*** Available data Section Begins ***

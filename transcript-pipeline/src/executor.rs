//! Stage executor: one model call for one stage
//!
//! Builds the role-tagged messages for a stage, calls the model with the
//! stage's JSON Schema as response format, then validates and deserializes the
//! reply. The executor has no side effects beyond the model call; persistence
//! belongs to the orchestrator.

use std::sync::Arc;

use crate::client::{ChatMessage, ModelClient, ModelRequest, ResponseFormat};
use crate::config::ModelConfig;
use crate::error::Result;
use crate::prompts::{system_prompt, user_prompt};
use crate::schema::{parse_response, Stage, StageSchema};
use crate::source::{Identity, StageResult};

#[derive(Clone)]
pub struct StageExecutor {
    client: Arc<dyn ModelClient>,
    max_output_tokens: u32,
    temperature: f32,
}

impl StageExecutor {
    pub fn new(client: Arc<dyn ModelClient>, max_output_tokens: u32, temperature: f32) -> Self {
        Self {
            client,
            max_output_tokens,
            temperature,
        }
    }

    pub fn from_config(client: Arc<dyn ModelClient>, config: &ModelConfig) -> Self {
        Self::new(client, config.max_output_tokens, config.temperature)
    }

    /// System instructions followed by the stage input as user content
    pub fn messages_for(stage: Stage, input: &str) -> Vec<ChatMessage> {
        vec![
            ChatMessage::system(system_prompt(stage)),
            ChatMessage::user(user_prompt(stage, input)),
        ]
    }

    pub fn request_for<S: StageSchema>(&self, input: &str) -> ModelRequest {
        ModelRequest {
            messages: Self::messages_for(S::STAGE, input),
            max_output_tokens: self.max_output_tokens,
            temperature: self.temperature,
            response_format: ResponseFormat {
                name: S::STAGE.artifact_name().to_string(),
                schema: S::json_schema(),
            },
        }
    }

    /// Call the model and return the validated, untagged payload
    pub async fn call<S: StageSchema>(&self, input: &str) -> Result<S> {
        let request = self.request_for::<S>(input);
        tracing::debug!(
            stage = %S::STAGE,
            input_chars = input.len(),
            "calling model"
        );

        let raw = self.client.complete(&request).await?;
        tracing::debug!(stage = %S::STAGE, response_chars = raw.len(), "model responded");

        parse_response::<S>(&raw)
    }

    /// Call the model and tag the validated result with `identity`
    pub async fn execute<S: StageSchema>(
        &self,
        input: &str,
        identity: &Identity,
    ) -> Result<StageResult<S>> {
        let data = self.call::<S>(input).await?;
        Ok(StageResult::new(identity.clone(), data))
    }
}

*** Available data Section Ends ***
*** Available data Section Begins ***

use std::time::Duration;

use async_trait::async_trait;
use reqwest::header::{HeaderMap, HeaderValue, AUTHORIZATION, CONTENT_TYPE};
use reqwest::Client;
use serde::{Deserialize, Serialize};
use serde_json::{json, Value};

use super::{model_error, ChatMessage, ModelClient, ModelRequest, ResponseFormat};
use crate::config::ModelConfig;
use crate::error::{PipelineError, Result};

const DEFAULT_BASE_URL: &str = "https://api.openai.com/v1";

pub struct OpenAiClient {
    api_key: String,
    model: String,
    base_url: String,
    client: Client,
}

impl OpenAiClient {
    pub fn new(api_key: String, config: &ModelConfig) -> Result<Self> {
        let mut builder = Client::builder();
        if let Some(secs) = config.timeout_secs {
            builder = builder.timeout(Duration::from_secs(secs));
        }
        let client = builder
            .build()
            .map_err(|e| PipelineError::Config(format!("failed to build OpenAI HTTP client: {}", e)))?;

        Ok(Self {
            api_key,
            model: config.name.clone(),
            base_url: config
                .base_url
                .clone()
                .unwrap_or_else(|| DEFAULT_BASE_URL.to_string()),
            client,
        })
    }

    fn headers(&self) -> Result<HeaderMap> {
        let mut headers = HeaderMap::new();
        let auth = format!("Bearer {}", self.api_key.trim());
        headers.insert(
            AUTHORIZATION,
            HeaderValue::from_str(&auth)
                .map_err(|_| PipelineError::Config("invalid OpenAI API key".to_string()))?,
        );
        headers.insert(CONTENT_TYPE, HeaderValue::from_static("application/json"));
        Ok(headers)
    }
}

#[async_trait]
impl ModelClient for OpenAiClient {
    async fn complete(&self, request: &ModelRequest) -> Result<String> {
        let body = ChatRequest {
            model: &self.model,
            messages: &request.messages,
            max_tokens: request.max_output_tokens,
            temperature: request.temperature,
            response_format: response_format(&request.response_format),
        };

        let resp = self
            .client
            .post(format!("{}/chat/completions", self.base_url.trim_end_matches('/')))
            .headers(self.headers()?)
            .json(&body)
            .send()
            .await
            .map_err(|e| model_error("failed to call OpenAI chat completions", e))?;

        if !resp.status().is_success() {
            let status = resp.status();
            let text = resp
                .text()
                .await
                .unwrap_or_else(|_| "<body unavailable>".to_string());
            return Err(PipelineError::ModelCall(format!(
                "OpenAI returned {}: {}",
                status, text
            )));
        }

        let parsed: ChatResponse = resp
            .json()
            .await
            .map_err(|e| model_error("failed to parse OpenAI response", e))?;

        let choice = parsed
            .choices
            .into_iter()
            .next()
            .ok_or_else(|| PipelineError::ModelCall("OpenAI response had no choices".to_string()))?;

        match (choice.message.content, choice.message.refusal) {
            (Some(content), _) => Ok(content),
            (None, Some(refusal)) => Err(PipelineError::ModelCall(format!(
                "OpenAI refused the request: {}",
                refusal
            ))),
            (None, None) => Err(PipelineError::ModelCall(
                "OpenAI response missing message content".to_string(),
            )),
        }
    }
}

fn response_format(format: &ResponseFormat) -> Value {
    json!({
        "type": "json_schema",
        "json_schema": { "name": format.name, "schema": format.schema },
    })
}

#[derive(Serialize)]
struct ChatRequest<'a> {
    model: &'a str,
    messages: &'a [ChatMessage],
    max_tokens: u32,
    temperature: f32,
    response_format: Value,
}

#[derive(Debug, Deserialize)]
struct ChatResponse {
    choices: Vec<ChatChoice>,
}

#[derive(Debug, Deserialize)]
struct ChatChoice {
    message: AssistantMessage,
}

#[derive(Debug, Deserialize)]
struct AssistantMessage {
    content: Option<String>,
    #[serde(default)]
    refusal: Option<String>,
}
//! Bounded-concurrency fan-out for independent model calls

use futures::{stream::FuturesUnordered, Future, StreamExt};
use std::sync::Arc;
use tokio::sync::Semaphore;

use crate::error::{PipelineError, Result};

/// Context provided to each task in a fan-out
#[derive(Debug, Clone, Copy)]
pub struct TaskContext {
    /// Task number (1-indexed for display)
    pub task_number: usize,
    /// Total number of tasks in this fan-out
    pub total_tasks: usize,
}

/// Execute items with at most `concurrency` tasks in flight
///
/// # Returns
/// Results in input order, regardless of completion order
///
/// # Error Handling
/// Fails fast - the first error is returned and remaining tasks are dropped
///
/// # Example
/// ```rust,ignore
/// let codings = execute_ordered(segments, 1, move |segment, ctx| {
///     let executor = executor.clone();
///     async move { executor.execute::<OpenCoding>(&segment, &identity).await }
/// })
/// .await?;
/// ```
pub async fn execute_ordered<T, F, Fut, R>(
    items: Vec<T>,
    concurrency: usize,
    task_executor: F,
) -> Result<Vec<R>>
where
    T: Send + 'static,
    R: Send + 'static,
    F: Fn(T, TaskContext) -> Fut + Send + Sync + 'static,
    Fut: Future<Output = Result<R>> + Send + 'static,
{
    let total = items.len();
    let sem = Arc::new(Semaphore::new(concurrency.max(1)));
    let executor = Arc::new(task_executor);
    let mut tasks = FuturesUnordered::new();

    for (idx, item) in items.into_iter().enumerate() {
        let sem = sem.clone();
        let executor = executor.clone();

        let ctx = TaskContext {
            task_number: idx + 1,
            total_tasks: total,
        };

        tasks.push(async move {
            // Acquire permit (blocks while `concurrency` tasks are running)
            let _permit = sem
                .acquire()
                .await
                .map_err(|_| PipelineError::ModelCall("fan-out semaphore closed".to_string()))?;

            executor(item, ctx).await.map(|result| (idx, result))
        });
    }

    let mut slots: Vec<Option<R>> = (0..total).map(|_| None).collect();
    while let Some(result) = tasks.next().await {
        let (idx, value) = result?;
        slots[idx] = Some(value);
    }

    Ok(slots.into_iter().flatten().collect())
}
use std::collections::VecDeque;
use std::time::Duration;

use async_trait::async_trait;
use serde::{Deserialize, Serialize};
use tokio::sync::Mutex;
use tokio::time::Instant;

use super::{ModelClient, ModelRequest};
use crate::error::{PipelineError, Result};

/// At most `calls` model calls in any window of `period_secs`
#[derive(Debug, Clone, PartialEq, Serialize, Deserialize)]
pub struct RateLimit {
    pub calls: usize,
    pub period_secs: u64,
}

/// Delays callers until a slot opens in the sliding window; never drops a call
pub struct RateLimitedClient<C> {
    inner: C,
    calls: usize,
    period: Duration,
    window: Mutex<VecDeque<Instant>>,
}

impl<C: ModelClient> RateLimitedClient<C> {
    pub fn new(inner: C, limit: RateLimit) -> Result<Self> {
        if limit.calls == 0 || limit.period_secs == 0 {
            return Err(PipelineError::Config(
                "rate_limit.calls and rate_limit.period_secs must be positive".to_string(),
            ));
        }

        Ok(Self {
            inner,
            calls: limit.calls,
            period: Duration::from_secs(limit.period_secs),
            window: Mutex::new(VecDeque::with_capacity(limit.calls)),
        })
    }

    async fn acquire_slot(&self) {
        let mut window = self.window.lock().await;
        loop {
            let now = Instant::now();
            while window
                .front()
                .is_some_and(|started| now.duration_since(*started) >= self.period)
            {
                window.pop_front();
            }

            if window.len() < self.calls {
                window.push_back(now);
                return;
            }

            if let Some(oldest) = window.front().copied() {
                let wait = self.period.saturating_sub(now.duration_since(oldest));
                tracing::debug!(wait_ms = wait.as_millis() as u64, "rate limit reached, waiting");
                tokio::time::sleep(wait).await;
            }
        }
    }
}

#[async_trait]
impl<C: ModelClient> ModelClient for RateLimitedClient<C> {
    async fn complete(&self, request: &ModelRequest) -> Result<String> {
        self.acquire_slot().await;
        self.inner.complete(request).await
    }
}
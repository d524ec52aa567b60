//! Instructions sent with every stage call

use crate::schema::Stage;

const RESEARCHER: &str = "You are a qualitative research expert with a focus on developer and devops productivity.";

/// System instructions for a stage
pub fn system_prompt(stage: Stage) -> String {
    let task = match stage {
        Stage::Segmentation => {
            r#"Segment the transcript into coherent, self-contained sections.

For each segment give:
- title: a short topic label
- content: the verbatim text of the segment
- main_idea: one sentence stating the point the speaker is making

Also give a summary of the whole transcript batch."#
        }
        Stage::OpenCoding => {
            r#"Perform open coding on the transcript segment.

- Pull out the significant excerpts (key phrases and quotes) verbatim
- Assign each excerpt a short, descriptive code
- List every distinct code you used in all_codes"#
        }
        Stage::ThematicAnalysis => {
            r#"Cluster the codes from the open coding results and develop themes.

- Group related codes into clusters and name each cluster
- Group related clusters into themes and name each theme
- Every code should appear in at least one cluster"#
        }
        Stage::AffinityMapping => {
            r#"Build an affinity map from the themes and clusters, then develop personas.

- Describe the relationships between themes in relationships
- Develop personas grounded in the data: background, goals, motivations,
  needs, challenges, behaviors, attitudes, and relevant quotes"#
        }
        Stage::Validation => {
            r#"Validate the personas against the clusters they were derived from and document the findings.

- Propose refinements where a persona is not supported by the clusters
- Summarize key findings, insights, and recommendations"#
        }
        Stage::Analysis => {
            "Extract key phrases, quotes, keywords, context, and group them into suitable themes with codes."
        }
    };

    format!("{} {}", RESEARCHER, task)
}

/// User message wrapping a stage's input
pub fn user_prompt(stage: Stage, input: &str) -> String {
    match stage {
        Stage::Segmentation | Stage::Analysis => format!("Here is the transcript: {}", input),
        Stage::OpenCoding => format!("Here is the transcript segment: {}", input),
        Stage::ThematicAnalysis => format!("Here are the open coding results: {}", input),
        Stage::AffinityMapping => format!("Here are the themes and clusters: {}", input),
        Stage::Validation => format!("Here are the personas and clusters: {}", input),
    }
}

*** Available data Section Ends ***
*** Available data Section Begins ***

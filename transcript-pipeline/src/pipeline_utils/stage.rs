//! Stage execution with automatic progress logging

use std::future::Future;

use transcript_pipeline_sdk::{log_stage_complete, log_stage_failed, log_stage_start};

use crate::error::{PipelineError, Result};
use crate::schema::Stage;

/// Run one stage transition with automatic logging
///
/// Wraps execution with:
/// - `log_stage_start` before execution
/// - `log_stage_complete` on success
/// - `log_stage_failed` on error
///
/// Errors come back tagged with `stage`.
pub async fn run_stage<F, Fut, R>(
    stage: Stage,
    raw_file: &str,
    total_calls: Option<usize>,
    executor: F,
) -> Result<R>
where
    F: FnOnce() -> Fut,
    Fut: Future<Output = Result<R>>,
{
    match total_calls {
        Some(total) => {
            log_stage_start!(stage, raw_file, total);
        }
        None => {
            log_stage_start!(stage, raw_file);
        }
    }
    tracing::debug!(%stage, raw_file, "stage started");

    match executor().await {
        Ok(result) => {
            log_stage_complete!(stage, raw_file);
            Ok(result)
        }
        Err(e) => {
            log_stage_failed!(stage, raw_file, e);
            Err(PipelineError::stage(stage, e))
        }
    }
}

*** Available data Section Ends ***

(Task to complete)
Look above for the line with "filename transcript-pipeline/src/executor.rs" and the line with "and deserializes the"; transcribe both and all lines in between, exactly, and nothing else.

(Finished exercise)
filename transcript-pipeline/src/executor.rs
//! Stage executor: one model call for one stage
//!
//! Builds the role-tagged messages for a stage, calls the model with the
//! stage's JSON Schema as response format, then validates and deserializes the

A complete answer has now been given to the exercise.